During the unlucky years, I felt like I was peering through the tangled branches of the forest, hoping the green pastures of a good result were just beyond the horizon. I realize in retrospect that my early stumbles taught me how to conduct research in a way that getting the right result the first time could not.

Those early experiments were haphazard — basically the scientific equivalent of throwing a dart with a blindfold on. On my way to find the right conditions for forming a particular chemical bond, for example, I randomly changed variables such as concentration and type of base, hoping to magically stumble upon the right conditions.

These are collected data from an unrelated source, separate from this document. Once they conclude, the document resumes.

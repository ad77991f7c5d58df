//! Line segments and polylines: the curve primitives the growth engine works with.

use super::{Point3, Tolerance, Vec3};

/// Errors raised while building or dividing curves.
#[derive(Debug, Clone, PartialEq, thiserror::Error)]
pub enum CurveError {
    /// The polyline has fewer than 2 points.
    #[error("polyline requires at least 2 points, got {count}")]
    InsufficientPoints { count: usize },

    /// A vertex contains NaN or Inf.
    #[error("polyline vertex {index} is not finite")]
    NonFinitePoint { index: usize },

    /// All vertices coincide.
    #[error("polyline has zero length")]
    ZeroLength,

    /// The division step must be a positive finite length.
    #[error("division length must be positive and finite: {step}")]
    InvalidStep { step: f64 },
}

#[derive(Debug, Clone, Copy, PartialEq)]
pub struct Line3 {
    pub start: Point3,
    pub end: Point3,
}

impl Line3 {
    #[must_use]
    pub const fn new(start: Point3, end: Point3) -> Self {
        Self { start, end }
    }

    #[must_use]
    pub fn direction(self) -> Vec3 {
        self.end - self.start
    }

    #[must_use]
    pub fn length(self) -> f64 {
        self.direction().length()
    }

    #[must_use]
    pub fn point_at(self, t: f64) -> Point3 {
        self.start + self.direction() * t
    }

    /// Normalized parameter of the point on the segment closest to `p`,
    /// clamped to `[0, 1]`. Degenerate segments return 0.
    #[must_use]
    pub fn closest_parameter(self, p: Point3) -> f64 {
        let dir = self.direction();
        let len_sq = dir.length_squared();
        if len_sq <= Tolerance::ZERO_LENGTH.eps_squared() {
            return 0.0;
        }
        ((p - self.start).dot(dir) / len_sq).clamp(0.0, 1.0)
    }

    /// Closest point on the finite segment (not the infinite line).
    #[must_use]
    pub fn closest_point(self, p: Point3) -> Point3 {
        self.point_at(self.closest_parameter(p))
    }
}

/// Open polyline with at least two vertices and non-zero length.
#[derive(Debug, Clone, PartialEq)]
pub struct Polyline3 {
    points: Vec<Point3>,
    length: f64,
}

impl Polyline3 {
    pub fn new(points: Vec<Point3>) -> Result<Self, CurveError> {
        if points.len() < 2 {
            return Err(CurveError::InsufficientPoints {
                count: points.len(),
            });
        }
        if let Some(index) = points.iter().position(|p| !p.is_finite()) {
            return Err(CurveError::NonFinitePoint { index });
        }

        let length = points
            .windows(2)
            .map(|pair| pair[0].distance_to(pair[1]))
            .sum::<f64>();
        if length <= Tolerance::ZERO_LENGTH.eps {
            return Err(CurveError::ZeroLength);
        }

        Ok(Self { points, length })
    }

    #[must_use]
    pub fn points(&self) -> &[Point3] {
        &self.points
    }

    #[must_use]
    pub fn length(&self) -> f64 {
        self.length
    }

    #[must_use]
    pub fn segments(&self) -> Vec<Line3> {
        self.points
            .windows(2)
            .map(|pair| Line3::new(pair[0], pair[1]))
            .collect()
    }

    /// Divide the polyline into points spaced `step` apart along its arc length.
    ///
    /// The first division point is the start vertex and the last one is always
    /// the end vertex. A regular division that would land within a quarter step
    /// of the end is dropped so the closing piece never becomes a sliver.
    pub fn divide_by_length(&self, step: f64) -> Result<Vec<Point3>, CurveError> {
        if !step.is_finite() || step <= 0.0 {
            return Err(CurveError::InvalidStep { step });
        }

        let mut points = vec![self.points[0]];
        let mut target = step;
        let mut walked = 0.0;

        for segment in self.segments() {
            let seg_len = segment.length();
            if seg_len <= Tolerance::ZERO_LENGTH.eps {
                continue;
            }
            while target <= walked + seg_len && target < self.length - step * 0.25 {
                points.push(segment.point_at((target - walked) / seg_len));
                target += step;
            }
            walked += seg_len;
        }

        if let Some(last) = self.points.last() {
            points.push(*last);
        }
        Ok(points)
    }
}

#[cfg(test)]
mod tests {
    use super::{CurveError, Line3, Polyline3};
    use crate::geom::Point3;

    #[test]
    fn closest_point_is_clamped_to_segment() {
        let line = Line3::new(Point3::new(0.0, 0.0, 0.0), Point3::new(2.0, 0.0, 0.0));
        assert_eq!(line.closest_point(Point3::new(1.0, 5.0, 0.0)), Point3::new(1.0, 0.0, 0.0));
        assert_eq!(line.closest_point(Point3::new(-3.0, 1.0, 0.0)), line.start);
        assert_eq!(line.closest_point(Point3::new(9.0, -1.0, 2.0)), line.end);
    }

    #[test]
    fn degenerate_segment_returns_start() {
        let p = Point3::new(1.0, 1.0, 1.0);
        let line = Line3::new(p, p);
        assert_eq!(line.closest_point(Point3::new(4.0, 0.0, 0.0)), p);
    }

    #[test]
    fn polyline_rejects_short_and_zero_length_input() {
        assert_eq!(
            Polyline3::new(vec![Point3::ORIGIN]).unwrap_err(),
            CurveError::InsufficientPoints { count: 1 }
        );
        assert_eq!(
            Polyline3::new(vec![Point3::ORIGIN, Point3::ORIGIN]).unwrap_err(),
            CurveError::ZeroLength
        );
    }

    #[test]
    fn divide_by_length_spaces_points_along_arc() {
        let polyline = Polyline3::new(vec![
            Point3::new(0.0, 0.0, 0.0),
            Point3::new(1.0, 0.0, 0.0),
            Point3::new(1.0, 1.0, 0.0),
        ])
        .unwrap();

        let points = polyline.divide_by_length(0.5).unwrap();
        assert_eq!(points.len(), 5);
        assert_eq!(points[0], Point3::new(0.0, 0.0, 0.0));
        assert!(points[1].distance_to(Point3::new(0.5, 0.0, 0.0)) < 1e-12);
        assert!(points[2].distance_to(Point3::new(1.0, 0.0, 0.0)) < 1e-12);
        assert!(points[3].distance_to(Point3::new(1.0, 0.5, 0.0)) < 1e-12);
        assert_eq!(points[4], Point3::new(1.0, 1.0, 0.0));
    }

    #[test]
    fn divide_by_length_drops_sliver_before_end() {
        let polyline =
            Polyline3::new(vec![Point3::new(0.0, 0.0, 0.0), Point3::new(1.05, 0.0, 0.0)]).unwrap();
        let points = polyline.divide_by_length(0.5).unwrap();
        assert_eq!(points.len(), 3);
        assert_eq!(points[2], Point3::new(1.05, 0.0, 0.0));
    }

    #[test]
    fn divide_by_length_rejects_non_positive_step() {
        let polyline =
            Polyline3::new(vec![Point3::new(0.0, 0.0, 0.0), Point3::new(1.0, 0.0, 0.0)]).unwrap();
        assert!(matches!(
            polyline.divide_by_length(0.0),
            Err(CurveError::InvalidStep { .. })
        ));
    }
}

But when I had to present my work, I couldn’t explain why I’d chosen the methods I did. An older grad student suggested I should record more measurements at different timepoints so I could understand what was happening in the middle of the reaction, rather than just the end. Thinking that would take too much time and effort, I discarded his advice. I learned the hard way that he was right. Without those middle timepoints, I couldn’t figure out why my reactions weren’t succeeding, and I got stuck going in circles.

Eventually, learning to better track my experiments let me figure out those dead-end projects faster. Each time I brought a set of bad results to my adviser, it hurt less to kill the project because I had learned how to fail quickly and unambiguously. And when I got to the project that eventually formed the Science paper, my timepoint tracking habit allowed me to notice curious phenomena that I would otherwise have missed.

By then, I had also learned to set up experiments to rule out alternative explanations before they even happened and how to choose analysis methods that could actually answer the questions I was asking. In other words, I needed time — and failures — to figure out the right strategies.

Given the diminishing numbers of graduate students who desire to become postdocs and later academics, graduate schools face a great reckoning. I hold out hope that as more research advisers and departments modernize and adjust to these changes, they will remember that Ph.D. programs are about building good researchers, not simply bodies of research.

When new researchers have the space to learn from failures and the time to answer big questions rather than simply pursue incremental progress in the blind pursuit of publication, science gains richer information and better researchers. Any project that lets students learn how to ask “how?” and “why?” and “why not X?” and “what about Y?,” contains training value for graduate students, even ones who are “decidedly unlucky.”

Brittany Trang is a Sharon Begley Science Reporting Fellow at STAT News. She earned her Ph.D. in chemistry at Northwestern University in 2022.